Saved entries ->
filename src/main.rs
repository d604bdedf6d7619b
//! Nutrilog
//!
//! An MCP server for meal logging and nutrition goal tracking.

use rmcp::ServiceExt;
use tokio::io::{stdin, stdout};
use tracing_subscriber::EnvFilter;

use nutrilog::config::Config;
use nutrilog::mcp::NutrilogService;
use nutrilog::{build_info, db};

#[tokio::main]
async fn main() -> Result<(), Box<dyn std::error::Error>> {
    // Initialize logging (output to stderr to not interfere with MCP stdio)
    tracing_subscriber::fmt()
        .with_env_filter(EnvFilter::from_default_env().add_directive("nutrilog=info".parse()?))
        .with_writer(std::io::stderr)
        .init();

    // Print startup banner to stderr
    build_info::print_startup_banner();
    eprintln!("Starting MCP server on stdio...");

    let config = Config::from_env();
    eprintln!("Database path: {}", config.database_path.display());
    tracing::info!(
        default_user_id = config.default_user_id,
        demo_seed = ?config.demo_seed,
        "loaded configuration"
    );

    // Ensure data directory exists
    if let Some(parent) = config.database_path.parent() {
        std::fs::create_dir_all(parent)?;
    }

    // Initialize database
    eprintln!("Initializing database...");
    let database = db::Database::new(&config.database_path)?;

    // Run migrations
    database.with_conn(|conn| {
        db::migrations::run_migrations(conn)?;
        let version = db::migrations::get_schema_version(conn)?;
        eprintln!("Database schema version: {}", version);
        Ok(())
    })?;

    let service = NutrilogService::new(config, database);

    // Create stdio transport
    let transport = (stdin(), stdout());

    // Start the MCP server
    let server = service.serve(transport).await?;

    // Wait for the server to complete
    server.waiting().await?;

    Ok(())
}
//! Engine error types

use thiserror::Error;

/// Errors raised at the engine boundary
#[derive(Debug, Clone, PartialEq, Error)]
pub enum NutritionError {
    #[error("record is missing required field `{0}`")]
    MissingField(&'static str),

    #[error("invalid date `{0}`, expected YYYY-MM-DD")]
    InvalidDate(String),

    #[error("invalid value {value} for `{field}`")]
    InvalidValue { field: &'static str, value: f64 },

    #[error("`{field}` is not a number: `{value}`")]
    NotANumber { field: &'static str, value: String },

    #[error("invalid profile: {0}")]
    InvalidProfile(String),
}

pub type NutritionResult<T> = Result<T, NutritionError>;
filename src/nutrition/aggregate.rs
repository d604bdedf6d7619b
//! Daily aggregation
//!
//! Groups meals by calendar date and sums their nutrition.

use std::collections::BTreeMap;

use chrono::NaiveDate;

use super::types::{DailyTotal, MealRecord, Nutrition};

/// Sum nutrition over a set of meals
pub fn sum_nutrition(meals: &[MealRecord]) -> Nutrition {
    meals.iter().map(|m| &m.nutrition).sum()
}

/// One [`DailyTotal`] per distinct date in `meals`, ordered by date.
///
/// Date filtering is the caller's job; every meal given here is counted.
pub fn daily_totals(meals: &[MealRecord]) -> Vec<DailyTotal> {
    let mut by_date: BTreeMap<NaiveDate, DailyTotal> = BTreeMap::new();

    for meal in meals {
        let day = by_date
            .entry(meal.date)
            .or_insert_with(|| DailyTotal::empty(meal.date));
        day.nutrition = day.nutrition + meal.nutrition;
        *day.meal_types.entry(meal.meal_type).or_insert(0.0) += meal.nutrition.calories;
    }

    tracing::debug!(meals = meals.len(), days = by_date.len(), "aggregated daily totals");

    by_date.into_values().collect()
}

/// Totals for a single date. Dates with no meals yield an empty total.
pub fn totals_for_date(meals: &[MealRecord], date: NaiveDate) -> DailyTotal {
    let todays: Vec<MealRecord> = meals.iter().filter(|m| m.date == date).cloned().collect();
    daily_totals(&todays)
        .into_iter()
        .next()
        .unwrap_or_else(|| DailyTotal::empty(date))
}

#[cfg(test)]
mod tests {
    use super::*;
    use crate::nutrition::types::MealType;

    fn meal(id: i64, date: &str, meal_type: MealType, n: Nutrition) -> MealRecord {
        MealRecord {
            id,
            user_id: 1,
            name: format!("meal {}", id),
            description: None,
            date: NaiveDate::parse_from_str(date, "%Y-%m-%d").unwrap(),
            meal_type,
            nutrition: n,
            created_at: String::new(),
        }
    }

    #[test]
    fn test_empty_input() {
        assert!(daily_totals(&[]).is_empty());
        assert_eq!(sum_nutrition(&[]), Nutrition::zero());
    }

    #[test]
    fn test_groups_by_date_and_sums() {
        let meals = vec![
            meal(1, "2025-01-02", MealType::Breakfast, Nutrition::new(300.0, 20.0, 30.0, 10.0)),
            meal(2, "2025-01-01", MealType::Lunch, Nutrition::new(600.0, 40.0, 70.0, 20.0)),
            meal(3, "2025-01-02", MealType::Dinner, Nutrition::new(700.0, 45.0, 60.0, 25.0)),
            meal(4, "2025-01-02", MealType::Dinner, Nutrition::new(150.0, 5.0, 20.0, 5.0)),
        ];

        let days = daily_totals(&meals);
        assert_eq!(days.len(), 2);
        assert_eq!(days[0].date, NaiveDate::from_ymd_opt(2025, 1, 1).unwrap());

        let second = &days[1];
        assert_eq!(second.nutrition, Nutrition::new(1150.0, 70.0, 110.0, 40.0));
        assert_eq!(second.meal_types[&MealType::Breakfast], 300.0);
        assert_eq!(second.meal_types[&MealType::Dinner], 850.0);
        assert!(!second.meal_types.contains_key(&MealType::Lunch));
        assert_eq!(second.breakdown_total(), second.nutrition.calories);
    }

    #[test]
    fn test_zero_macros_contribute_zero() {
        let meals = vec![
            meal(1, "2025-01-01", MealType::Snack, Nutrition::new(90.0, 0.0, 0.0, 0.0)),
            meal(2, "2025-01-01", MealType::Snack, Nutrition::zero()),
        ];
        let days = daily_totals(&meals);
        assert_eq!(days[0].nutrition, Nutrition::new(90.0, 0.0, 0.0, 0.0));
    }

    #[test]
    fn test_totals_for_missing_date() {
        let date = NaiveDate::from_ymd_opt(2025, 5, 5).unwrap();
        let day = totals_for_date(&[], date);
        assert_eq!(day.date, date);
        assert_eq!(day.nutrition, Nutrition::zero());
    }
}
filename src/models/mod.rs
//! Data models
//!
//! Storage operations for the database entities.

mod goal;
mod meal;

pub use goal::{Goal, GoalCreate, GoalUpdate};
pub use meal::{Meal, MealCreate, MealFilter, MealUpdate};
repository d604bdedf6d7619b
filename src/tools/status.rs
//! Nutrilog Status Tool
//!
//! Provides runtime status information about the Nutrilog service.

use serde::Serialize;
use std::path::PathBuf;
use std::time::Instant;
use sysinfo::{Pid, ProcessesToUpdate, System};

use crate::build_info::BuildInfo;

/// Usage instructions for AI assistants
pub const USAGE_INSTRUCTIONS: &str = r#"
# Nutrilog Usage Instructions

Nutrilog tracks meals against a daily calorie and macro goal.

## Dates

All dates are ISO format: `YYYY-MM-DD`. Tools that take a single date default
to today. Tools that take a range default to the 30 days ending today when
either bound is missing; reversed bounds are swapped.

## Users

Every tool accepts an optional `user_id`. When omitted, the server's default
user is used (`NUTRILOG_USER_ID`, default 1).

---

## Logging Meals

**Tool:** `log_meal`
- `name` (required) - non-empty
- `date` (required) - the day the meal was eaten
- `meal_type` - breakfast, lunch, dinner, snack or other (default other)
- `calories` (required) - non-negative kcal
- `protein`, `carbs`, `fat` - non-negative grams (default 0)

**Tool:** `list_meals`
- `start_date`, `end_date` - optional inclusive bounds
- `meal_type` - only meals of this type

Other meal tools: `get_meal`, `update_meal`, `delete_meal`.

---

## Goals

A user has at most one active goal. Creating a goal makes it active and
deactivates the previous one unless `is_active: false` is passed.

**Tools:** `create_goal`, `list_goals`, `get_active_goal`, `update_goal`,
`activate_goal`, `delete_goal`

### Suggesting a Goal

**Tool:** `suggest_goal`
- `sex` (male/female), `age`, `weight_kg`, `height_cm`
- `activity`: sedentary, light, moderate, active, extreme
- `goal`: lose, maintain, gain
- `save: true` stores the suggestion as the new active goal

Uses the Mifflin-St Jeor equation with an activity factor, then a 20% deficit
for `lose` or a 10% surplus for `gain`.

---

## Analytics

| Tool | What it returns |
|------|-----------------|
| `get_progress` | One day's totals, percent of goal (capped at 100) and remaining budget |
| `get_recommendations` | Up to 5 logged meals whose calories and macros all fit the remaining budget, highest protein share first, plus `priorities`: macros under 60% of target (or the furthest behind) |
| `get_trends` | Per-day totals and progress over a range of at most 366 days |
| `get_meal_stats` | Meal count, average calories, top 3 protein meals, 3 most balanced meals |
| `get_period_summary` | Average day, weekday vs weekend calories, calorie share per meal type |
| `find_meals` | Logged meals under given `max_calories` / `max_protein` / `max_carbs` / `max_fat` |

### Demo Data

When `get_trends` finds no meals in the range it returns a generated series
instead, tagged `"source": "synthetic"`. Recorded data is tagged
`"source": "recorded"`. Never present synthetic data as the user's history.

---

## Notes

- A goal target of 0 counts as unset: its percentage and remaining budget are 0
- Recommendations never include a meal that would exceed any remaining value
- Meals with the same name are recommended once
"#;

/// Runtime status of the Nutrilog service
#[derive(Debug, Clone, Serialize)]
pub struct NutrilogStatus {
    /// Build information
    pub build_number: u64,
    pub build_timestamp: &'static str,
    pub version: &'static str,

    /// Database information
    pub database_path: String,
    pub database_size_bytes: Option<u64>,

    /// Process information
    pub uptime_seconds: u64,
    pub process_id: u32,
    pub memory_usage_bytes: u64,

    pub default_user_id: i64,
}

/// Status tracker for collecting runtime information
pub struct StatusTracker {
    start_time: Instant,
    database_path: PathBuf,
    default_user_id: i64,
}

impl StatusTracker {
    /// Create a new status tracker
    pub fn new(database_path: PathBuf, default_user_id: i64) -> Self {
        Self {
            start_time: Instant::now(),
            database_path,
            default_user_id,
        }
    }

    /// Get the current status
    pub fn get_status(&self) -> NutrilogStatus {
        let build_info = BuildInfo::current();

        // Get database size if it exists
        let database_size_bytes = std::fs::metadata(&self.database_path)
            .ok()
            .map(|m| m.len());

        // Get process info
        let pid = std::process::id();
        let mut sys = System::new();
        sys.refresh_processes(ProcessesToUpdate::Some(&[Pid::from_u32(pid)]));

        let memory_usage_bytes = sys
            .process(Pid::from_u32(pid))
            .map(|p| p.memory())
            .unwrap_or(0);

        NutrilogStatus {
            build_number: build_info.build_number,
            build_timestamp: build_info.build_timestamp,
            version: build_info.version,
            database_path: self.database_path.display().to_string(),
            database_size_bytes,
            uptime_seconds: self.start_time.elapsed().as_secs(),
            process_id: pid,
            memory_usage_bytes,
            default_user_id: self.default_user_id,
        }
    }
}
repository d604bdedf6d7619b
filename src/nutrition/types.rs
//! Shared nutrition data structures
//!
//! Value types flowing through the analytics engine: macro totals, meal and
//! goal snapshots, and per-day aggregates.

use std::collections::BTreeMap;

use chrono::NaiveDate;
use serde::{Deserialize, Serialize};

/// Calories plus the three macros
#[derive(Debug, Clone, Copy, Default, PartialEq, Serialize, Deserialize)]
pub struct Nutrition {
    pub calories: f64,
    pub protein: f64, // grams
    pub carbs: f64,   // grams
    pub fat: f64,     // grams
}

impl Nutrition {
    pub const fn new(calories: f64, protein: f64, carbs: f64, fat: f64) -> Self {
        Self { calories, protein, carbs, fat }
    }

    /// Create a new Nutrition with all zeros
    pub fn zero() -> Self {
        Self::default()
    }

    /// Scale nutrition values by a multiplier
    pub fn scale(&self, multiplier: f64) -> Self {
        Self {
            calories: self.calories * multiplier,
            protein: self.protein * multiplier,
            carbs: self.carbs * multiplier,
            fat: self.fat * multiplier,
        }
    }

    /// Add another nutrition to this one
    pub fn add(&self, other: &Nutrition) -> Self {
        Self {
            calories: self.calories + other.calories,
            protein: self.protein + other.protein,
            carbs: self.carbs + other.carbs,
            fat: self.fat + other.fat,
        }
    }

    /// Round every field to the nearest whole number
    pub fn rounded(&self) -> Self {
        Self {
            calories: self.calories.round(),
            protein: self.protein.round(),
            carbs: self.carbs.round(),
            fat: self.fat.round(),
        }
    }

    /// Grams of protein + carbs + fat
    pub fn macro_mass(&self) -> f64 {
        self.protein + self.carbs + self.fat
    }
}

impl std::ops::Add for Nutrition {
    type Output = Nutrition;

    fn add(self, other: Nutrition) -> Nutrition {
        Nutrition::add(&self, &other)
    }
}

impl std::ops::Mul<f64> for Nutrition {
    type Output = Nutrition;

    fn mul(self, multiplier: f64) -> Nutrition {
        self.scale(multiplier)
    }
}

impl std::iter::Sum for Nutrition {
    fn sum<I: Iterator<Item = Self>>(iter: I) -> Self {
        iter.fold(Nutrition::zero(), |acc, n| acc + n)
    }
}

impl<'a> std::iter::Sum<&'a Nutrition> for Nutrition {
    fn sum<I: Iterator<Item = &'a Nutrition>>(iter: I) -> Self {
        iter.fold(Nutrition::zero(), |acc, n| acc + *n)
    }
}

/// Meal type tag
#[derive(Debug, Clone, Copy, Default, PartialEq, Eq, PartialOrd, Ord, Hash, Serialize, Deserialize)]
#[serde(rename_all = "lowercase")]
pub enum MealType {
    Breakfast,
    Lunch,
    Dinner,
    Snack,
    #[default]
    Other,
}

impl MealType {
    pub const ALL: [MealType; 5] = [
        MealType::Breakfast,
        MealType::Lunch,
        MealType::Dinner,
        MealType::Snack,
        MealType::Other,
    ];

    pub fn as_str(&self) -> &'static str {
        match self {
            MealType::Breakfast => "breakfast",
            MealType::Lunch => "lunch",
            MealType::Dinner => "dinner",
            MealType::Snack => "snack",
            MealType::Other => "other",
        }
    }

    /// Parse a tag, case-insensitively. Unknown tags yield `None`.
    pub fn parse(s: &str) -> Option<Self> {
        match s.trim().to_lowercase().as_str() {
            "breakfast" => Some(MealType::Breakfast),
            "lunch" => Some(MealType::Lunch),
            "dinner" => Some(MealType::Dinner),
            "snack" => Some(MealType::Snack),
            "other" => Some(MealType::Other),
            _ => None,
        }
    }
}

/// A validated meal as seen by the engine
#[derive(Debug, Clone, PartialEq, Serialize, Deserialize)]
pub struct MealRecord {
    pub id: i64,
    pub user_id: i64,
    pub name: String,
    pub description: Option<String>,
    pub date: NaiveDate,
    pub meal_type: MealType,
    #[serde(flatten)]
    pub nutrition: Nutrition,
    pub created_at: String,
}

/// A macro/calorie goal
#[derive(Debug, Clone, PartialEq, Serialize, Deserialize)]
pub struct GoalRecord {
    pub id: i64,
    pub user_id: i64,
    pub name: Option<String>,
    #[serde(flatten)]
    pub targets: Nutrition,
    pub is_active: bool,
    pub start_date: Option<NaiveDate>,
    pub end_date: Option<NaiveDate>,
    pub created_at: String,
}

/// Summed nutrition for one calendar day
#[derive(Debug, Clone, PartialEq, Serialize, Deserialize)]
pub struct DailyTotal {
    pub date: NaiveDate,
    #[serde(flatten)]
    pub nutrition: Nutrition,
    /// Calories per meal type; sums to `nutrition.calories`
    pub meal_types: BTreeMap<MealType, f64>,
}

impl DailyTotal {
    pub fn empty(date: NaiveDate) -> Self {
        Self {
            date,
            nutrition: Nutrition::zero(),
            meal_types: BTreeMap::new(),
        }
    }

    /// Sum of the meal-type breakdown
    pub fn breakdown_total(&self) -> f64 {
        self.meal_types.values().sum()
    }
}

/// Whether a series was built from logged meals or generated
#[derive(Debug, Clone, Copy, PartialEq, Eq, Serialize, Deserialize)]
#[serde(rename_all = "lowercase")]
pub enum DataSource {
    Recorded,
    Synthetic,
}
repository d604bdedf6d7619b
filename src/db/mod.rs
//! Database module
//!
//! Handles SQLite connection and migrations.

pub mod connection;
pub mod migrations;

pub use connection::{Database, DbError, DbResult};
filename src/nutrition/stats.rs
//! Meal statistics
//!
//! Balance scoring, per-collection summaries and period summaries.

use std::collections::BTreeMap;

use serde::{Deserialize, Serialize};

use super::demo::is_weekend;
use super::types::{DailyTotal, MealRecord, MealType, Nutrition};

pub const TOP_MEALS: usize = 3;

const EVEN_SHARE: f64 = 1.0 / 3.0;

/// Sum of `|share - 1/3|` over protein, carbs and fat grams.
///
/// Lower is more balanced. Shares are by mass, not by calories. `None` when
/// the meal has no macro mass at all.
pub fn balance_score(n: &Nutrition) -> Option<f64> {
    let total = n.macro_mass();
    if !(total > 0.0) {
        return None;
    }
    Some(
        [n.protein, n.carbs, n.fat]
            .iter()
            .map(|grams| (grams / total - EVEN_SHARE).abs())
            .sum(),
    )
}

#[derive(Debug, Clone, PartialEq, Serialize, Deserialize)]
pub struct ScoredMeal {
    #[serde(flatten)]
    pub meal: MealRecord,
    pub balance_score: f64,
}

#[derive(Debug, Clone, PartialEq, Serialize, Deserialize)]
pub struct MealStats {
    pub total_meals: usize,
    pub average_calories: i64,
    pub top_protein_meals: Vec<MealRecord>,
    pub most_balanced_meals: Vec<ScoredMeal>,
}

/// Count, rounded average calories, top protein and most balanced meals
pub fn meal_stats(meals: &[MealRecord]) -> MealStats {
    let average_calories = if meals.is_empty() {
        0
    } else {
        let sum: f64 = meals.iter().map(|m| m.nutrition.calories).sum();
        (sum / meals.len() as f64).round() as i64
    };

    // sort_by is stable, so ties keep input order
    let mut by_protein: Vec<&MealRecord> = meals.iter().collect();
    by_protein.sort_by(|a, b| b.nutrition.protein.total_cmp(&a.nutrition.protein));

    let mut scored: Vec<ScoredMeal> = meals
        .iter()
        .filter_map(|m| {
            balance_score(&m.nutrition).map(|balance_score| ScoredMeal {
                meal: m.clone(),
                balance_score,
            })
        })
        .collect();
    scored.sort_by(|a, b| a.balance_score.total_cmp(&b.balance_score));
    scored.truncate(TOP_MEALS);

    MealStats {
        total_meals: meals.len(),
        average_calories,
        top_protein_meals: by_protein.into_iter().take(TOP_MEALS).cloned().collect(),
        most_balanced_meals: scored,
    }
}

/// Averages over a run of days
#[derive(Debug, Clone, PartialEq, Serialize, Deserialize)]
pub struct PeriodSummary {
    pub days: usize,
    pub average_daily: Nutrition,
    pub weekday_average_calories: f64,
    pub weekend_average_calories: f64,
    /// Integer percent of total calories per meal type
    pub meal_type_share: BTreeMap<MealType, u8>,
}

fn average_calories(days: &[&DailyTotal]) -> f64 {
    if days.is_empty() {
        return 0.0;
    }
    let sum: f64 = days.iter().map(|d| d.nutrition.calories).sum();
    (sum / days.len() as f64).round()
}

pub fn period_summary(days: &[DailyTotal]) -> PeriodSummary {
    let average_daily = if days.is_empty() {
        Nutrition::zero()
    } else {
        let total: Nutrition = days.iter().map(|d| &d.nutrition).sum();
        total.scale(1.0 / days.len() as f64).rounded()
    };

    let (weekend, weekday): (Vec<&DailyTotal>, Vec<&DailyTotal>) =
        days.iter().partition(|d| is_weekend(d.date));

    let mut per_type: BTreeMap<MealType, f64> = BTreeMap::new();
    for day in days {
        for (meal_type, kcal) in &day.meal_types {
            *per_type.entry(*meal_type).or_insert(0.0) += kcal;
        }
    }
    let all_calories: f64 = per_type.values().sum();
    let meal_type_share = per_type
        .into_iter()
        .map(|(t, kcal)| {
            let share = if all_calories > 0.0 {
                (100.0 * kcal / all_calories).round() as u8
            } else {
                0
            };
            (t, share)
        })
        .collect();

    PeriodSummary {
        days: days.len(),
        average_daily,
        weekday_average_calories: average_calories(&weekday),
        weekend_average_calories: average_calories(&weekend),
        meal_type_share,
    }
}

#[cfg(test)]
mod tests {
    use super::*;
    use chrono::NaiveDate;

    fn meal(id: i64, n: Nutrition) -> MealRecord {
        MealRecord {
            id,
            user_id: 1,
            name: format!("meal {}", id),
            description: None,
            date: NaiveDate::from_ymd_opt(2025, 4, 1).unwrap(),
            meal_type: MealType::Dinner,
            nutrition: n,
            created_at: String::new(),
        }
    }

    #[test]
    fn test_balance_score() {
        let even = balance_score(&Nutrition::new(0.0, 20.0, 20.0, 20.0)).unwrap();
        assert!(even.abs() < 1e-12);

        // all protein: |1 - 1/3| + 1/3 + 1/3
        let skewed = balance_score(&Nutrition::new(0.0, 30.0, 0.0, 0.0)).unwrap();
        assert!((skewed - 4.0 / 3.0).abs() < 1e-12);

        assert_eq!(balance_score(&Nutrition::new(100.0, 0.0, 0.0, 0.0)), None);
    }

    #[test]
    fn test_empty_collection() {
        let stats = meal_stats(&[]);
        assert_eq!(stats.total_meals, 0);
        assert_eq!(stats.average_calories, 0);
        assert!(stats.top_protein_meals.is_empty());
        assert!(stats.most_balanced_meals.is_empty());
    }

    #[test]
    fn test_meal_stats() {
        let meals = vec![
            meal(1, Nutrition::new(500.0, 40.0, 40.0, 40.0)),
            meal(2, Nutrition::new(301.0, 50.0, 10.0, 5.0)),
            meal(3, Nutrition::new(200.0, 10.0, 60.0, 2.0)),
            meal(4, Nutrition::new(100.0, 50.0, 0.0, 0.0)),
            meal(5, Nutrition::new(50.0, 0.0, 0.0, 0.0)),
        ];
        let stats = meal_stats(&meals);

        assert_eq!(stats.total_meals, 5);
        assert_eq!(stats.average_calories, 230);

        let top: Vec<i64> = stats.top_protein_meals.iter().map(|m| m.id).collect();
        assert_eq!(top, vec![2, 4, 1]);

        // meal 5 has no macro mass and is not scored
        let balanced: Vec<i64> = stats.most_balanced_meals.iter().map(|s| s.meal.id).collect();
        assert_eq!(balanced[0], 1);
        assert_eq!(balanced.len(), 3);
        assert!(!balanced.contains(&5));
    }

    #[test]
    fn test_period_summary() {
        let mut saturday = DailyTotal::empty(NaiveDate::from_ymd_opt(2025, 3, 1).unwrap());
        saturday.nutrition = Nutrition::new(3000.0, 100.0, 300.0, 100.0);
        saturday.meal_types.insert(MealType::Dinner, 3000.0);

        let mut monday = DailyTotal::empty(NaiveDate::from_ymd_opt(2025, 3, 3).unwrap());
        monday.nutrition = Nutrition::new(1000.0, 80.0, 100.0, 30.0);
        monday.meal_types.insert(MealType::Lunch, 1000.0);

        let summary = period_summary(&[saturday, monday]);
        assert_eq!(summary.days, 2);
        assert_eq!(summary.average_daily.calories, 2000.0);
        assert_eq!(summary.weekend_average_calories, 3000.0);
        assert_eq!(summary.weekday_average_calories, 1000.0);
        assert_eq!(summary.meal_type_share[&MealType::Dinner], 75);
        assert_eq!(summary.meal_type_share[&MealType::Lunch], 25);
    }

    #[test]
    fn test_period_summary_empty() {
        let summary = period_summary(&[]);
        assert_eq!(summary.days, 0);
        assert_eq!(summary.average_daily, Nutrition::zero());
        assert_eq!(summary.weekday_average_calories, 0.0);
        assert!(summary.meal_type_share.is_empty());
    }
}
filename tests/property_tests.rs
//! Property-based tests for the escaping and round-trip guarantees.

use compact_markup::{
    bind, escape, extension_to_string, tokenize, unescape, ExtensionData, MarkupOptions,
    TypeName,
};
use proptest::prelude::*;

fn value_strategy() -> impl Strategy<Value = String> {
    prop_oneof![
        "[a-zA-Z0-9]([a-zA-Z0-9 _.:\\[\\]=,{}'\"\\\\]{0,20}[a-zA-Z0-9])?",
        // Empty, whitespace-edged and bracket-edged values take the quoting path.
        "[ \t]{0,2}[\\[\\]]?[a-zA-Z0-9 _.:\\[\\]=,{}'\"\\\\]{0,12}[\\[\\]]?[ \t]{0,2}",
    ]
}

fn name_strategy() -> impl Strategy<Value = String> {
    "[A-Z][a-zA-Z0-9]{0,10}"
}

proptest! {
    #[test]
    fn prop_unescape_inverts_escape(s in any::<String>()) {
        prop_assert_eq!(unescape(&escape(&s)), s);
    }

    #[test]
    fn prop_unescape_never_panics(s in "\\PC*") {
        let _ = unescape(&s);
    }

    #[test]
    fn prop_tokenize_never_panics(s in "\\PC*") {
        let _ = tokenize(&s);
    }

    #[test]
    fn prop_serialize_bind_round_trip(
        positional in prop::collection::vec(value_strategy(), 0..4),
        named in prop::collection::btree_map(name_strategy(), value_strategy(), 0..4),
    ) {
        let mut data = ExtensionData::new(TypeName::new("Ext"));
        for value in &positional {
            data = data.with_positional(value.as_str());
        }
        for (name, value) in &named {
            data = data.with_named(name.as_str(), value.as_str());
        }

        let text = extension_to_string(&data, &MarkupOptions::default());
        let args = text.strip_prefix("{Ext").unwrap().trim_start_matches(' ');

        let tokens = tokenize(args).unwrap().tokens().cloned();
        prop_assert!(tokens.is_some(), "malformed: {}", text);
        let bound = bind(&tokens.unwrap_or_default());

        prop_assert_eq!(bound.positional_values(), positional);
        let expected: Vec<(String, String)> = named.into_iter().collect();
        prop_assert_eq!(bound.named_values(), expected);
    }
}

What the exercise asks -> Nothing but a number should be given for this: how many lines in the entries above contain "ExtensionData"?

Output of the exercise -> 2